§ **WHAT THIS TASK INVOLVES**:
Count every line below that holds "crate". Number only.
========
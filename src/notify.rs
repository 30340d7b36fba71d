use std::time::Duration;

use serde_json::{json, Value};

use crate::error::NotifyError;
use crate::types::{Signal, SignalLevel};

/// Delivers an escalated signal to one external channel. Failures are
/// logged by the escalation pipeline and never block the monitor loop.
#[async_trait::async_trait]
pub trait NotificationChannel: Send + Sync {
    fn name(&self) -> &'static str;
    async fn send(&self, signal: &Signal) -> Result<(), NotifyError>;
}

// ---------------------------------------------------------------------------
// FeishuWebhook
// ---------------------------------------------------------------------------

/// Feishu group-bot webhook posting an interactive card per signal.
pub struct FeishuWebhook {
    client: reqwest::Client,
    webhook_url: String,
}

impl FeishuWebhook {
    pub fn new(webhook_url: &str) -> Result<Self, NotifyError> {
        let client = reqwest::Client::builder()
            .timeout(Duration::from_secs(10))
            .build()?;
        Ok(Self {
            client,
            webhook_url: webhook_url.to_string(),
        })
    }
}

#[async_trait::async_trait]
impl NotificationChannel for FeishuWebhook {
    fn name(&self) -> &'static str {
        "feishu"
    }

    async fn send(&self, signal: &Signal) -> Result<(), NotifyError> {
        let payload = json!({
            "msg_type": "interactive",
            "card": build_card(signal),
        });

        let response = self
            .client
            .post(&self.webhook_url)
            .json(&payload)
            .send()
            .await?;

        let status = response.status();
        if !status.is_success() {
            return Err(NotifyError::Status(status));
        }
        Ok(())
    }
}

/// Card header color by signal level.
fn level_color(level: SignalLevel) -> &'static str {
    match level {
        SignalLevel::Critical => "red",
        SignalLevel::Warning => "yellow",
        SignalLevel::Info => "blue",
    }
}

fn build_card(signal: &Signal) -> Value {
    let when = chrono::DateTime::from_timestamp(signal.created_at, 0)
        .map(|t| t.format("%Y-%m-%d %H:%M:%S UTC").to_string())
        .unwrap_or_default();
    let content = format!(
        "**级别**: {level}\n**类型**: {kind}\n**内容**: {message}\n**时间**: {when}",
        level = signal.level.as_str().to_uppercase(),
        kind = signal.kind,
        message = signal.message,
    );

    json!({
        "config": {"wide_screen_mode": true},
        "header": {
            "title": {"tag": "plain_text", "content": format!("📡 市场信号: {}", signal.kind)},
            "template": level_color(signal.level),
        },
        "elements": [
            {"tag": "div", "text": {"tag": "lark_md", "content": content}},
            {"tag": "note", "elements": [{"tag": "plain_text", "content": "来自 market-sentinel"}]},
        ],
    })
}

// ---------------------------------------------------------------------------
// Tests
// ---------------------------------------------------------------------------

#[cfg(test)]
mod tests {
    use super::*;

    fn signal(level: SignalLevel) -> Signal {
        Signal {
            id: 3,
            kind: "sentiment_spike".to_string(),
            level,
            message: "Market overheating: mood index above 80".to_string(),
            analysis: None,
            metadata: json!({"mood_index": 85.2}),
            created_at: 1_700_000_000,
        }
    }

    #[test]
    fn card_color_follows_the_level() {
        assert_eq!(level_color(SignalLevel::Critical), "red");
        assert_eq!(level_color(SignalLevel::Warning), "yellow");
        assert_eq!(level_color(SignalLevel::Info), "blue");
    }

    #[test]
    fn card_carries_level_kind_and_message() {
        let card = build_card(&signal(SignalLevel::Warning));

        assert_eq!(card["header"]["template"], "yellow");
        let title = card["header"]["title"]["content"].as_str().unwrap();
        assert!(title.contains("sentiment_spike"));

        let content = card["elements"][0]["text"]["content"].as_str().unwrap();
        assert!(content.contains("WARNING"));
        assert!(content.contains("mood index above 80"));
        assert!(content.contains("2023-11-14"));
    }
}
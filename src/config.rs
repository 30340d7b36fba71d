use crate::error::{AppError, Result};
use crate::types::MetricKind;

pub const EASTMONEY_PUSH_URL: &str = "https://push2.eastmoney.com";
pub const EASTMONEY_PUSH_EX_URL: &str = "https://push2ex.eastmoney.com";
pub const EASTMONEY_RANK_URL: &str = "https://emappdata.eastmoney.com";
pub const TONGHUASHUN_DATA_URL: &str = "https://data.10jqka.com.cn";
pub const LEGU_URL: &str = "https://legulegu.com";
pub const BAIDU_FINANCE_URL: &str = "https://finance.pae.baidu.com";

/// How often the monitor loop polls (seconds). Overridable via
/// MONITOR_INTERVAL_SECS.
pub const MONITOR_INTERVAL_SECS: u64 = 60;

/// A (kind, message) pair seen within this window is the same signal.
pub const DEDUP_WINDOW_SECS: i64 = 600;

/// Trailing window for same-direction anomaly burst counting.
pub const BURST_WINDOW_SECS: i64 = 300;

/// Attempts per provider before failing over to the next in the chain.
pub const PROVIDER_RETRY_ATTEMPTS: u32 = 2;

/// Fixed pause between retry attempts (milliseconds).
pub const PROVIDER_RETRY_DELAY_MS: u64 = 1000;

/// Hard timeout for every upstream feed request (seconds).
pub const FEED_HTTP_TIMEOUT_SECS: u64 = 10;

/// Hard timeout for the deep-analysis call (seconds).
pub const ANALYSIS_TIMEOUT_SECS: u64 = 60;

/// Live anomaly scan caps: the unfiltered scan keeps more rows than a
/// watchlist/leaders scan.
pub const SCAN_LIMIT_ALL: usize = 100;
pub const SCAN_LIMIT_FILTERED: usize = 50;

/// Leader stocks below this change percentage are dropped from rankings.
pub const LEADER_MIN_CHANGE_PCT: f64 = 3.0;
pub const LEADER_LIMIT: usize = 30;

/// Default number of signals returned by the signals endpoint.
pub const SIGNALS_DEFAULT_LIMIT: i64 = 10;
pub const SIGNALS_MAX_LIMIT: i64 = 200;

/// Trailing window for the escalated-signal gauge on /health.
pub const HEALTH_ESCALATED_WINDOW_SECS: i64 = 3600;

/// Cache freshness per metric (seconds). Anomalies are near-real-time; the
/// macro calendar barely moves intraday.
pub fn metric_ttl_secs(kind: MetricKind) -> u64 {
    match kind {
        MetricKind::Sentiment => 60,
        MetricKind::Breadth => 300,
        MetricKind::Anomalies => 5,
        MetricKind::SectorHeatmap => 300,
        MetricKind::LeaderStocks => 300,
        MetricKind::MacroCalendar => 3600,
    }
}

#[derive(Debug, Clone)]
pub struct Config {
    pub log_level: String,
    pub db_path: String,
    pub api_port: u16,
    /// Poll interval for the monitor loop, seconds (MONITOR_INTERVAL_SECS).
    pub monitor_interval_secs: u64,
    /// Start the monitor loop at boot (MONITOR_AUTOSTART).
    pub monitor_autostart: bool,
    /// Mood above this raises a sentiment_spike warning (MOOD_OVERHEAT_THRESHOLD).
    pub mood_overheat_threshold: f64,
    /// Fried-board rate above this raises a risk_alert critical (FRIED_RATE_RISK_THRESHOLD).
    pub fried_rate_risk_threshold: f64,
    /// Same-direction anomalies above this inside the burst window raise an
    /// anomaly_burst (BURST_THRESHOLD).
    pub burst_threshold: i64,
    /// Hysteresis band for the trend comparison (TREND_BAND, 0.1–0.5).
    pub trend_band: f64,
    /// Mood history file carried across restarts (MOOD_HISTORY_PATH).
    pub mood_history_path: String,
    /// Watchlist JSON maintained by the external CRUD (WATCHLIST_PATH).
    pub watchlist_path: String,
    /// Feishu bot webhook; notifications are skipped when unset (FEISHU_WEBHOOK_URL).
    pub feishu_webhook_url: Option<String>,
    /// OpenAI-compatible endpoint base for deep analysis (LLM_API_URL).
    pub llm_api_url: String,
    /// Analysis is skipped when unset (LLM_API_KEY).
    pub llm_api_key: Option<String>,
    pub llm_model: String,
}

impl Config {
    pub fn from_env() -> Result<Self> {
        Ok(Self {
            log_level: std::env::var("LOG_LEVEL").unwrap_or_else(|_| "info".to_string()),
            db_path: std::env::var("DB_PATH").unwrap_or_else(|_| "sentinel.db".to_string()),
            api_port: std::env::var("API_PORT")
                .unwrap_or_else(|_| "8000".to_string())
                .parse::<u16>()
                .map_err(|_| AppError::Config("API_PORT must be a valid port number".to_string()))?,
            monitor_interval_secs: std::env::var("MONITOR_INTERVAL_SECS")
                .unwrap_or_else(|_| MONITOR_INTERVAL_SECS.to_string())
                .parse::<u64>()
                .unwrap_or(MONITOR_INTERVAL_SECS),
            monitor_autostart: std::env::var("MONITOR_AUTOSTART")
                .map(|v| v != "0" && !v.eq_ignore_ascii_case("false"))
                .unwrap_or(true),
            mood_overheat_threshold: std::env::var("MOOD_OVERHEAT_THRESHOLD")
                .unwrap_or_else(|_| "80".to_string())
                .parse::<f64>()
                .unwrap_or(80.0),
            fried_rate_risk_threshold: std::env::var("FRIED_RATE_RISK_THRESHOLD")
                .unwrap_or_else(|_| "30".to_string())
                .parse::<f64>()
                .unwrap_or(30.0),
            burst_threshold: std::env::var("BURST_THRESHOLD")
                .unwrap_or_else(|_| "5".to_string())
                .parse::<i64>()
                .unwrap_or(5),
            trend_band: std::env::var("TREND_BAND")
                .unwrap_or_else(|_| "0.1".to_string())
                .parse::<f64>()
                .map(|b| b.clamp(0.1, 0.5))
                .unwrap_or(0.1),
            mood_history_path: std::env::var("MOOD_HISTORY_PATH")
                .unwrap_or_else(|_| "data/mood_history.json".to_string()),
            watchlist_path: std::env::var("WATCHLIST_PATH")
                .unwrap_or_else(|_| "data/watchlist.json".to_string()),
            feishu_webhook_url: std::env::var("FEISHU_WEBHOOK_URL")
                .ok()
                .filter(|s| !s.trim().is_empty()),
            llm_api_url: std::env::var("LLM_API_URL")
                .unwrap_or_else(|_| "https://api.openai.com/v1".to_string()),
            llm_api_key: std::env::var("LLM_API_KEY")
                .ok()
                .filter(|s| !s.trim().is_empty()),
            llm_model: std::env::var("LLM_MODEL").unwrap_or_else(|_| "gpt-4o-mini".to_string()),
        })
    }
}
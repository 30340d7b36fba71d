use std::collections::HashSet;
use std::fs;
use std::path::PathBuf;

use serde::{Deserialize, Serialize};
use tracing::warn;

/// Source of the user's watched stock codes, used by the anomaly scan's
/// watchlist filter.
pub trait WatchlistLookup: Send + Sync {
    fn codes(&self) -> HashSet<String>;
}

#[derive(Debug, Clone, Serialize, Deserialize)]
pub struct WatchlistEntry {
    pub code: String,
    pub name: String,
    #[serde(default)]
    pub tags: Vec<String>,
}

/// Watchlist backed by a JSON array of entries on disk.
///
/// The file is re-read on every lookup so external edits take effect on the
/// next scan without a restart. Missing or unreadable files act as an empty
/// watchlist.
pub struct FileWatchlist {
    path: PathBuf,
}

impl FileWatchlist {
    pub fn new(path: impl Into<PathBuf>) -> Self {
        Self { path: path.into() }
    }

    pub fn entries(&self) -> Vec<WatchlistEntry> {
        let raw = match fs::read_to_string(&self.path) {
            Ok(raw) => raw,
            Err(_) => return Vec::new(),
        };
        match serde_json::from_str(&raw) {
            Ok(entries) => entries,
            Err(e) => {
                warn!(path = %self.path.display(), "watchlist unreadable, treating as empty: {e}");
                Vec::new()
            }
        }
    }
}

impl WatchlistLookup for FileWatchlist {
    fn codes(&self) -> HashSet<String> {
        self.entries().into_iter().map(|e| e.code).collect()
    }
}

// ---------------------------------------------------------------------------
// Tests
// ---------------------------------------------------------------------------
========
§ **ANSWER TO THE PROBLEM**:
4